Short selling is a financial operation that is performed when an asset price is expected to fall. In the cryptocurrency community, short selling involves borrowing a cryptocurrency, selling it, and buying it back when the price drops, earning a profit on the difference. The process involves choosing a platform that supports short selling, borrowing cryptocurrency, selling the borrowed cryptocurrency, paying back the borrowed cryptocurrency, and earning the difference. However, you need to pay attention to precautions such as liquidation, interest and market risks.
Short selling operation guide in the currency circle
Short selling definition
Short selling is a Financial operations performed when investors expect asset prices to fall. In the currency circle, short selling refers to borrowing a certain cryptocurrency and then selling it when the price drops, thereby earning a profit from the price difference.
Short selling operation method
1. Select a short selling platform
Select a cryptocurrency trading platform that supports short selling, such as Binance, Huobi or OKX.
2. Borrow Cryptocurrency
Borrow the cryptocurrency you want to short from other users on the selected platform and pay interest.
3. Sell the borrowed cryptocurrency
When the price of the cryptocurrency drops, sell the borrowed cryptocurrency and obtain fiat currency or other cryptocurrencies.

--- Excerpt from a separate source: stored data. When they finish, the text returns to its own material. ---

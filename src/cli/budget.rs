//! Budget goal CLI commands

use chrono::NaiveDate;
use clap::Subcommand;

use super::warn_if_incomplete;
use crate::config::Settings;
use crate::context::AppContext;
use crate::display::format_budget_status;
use crate::error::BuddyResult;
use crate::services::monthly_spending;
use crate::storage::DocumentStore;

/// Budget subcommands
#[derive(Subcommand)]
pub enum BudgetCommands {
    /// Set the monthly budget goal
    Set {
        /// Goal amount (e.g., "500" or "500.00")
        amount: String,
    },

    /// Show the goal and this month's spending against it
    Show,

    /// Remove the monthly budget goal
    Clear,
}

/// Handle a budget command
pub fn handle_budget_command<S: DocumentStore>(
    ctx: &mut AppContext<S>,
    settings: &Settings,
    today: NaiveDate,
    cmd: BudgetCommands,
) -> BuddyResult<()> {
    let symbol = settings.currency_symbol.as_str();

    match cmd {
        BudgetCommands::Set { amount } => {
            let report = ctx.set_budget_goal(&amount)?;
            println!(
                "Monthly budget goal set to {}",
                report.value.format_with_symbol(symbol)
            );
            warn_if_incomplete(&report);

            if let Some(line) = format_budget_status(&ctx.budget_status(today), symbol) {
                println!("{}", line);
            }
        }

        BudgetCommands::Show => match ctx.budget_goal() {
            Some(goal) if goal.is_positive() => {
                println!("Monthly goal:      {}", goal.format_with_symbol(symbol));
                println!(
                    "Spent this month:  {}",
                    monthly_spending(ctx.expenses(), today).format_with_symbol(symbol)
                );
                if let Some(line) = format_budget_status(&ctx.budget_status(today), symbol) {
                    println!("{}", line);
                }
            }
            _ => println!("No monthly budget goal set."),
        },

        BudgetCommands::Clear => {
            let report = ctx.clear_budget_goal()?;
            match report.value {
                Some(_) => println!("Monthly budget goal cleared."),
                None => println!("No monthly budget goal was set."),
            }
            warn_if_incomplete(&report);
        }
    }

    Ok(())
}
//! CLI command handlers
//!
//! This module contains the implementation of CLI commands,
//! bridging the clap argument parsing with the application context.

pub mod auth;
pub mod budget;
pub mod data;
pub mod expense;
pub mod export;
pub mod report;

pub use auth::{handle_auth_command, AuthCommands};
pub use budget::{handle_budget_command, BudgetCommands};
pub use data::{handle_categories, handle_history, handle_reset};
pub use expense::{handle_expense_command, ExpenseCommands};
pub use export::{handle_export_command, ExportCommands};
pub use report::{handle_chart, handle_summary};

use crate::audit::AuditLogger;
use crate::auth::{IdentityProvider, Session};
use crate::config::{BuddyPaths, Settings};
use crate::context::{AppContext, MutationReport};
use crate::error::{BuddyError, BuddyResult};
use crate::storage::JsonFileStore;

/// The signed-in session, or `NotSignedIn`
pub fn require_session<P: IdentityProvider + ?Sized>(provider: &P) -> BuddyResult<Session> {
    provider
        .current_session()
        .cloned()
        .ok_or(BuddyError::NotSignedIn)
}

/// Build the user's context over the JSON store, not yet loaded
pub fn context_for(
    paths: &BuddyPaths,
    settings: &Settings,
    session: &Session,
) -> AppContext<JsonFileStore> {
    let ctx = AppContext::new(JsonFileStore::new(paths.store_root()), session.user_id);
    if settings.audit_enabled {
        ctx.with_audit(AuditLogger::new(paths.audit_log()))
    } else {
        ctx
    }
}

/// Build and load the user's context
pub fn open_context(
    paths: &BuddyPaths,
    settings: &Settings,
    session: &Session,
) -> BuddyResult<AppContext<JsonFileStore>> {
    let mut ctx = context_for(paths, settings, session);
    ctx.load()?;
    Ok(ctx)
}

/// Tell the user when a change only reached memory or missed the audit log
pub fn warn_if_incomplete<T>(report: &MutationReport<T>) {
    if let Some(e) = report.save.error() {
        eprintln!("Warning: your change could not be saved: {}", e);
    }
    if let Some(e) = &report.audit_error {
        eprintln!("Warning: your change was not recorded in the audit log: {}", e);
    }
}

4. Repay Borrowed Cryptocurrency
Buy back the same amount of crypto you sold when cryptocurrency prices continue to fall or you believe the price has bottomed currency and is repaid to the borrower along with interest.
5. Earn the difference
If you sell the borrowed cryptocurrency for a lower price and buy it back for a higher price, you will earn Price difference income. This gain will offset the interest and other fees you pay.